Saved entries
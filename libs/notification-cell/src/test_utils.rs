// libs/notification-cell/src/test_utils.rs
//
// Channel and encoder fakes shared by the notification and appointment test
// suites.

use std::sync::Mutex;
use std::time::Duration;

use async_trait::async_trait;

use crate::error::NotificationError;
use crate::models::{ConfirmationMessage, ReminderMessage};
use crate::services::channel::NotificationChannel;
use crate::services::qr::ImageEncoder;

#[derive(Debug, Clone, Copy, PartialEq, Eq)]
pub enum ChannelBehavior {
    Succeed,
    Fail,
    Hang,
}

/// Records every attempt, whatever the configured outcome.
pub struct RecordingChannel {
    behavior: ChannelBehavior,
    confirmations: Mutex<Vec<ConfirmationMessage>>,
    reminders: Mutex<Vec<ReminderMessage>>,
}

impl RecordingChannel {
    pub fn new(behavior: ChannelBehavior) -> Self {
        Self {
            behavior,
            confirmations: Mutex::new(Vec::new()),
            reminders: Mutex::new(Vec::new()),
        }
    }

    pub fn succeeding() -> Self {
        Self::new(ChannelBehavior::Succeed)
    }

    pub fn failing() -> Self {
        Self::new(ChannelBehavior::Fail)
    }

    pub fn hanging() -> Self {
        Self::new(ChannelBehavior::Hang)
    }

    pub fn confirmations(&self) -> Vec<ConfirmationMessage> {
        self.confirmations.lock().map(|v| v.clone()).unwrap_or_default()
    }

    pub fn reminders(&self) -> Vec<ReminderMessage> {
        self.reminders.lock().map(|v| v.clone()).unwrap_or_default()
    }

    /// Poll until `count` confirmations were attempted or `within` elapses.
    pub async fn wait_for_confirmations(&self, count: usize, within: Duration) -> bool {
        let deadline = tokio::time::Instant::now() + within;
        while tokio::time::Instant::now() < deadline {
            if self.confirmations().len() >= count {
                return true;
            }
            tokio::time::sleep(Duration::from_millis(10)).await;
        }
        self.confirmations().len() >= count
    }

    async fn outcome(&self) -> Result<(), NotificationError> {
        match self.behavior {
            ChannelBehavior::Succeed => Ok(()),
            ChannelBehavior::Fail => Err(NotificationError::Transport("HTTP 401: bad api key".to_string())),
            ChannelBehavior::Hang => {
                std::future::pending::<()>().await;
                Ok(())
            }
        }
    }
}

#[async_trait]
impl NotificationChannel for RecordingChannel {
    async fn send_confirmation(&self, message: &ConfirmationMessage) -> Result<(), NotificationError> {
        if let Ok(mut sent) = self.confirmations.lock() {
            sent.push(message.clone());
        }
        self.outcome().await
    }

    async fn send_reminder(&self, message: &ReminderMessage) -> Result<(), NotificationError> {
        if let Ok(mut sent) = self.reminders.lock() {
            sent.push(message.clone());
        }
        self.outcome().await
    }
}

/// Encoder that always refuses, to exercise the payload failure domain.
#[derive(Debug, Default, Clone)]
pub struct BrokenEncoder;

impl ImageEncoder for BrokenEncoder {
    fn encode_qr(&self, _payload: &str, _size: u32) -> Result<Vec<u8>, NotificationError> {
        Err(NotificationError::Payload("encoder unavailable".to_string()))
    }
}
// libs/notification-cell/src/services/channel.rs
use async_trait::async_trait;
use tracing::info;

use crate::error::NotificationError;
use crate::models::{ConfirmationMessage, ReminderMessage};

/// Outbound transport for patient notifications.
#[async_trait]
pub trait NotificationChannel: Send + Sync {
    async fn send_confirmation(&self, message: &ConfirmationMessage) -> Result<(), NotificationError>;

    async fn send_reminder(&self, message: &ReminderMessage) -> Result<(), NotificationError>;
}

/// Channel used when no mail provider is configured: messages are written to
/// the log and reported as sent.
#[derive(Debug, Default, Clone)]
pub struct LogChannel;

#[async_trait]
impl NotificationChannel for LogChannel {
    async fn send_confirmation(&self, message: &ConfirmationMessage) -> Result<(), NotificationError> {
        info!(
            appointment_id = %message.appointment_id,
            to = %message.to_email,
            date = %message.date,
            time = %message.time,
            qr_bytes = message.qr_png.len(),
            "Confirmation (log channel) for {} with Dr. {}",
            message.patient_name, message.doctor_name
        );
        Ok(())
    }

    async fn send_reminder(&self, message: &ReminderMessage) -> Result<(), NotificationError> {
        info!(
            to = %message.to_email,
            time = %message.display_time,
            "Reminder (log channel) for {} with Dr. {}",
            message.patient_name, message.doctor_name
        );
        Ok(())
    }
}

Prompt: The answer must be every line from the entries above that holds the string "sent".

Answer space:
        if let Ok(mut sent) = self.confirmations.lock() {
            sent.push(message.clone());
        if let Ok(mut sent) = self.reminders.lock() {
            sent.push(message.clone());
/// the log and reported as sent.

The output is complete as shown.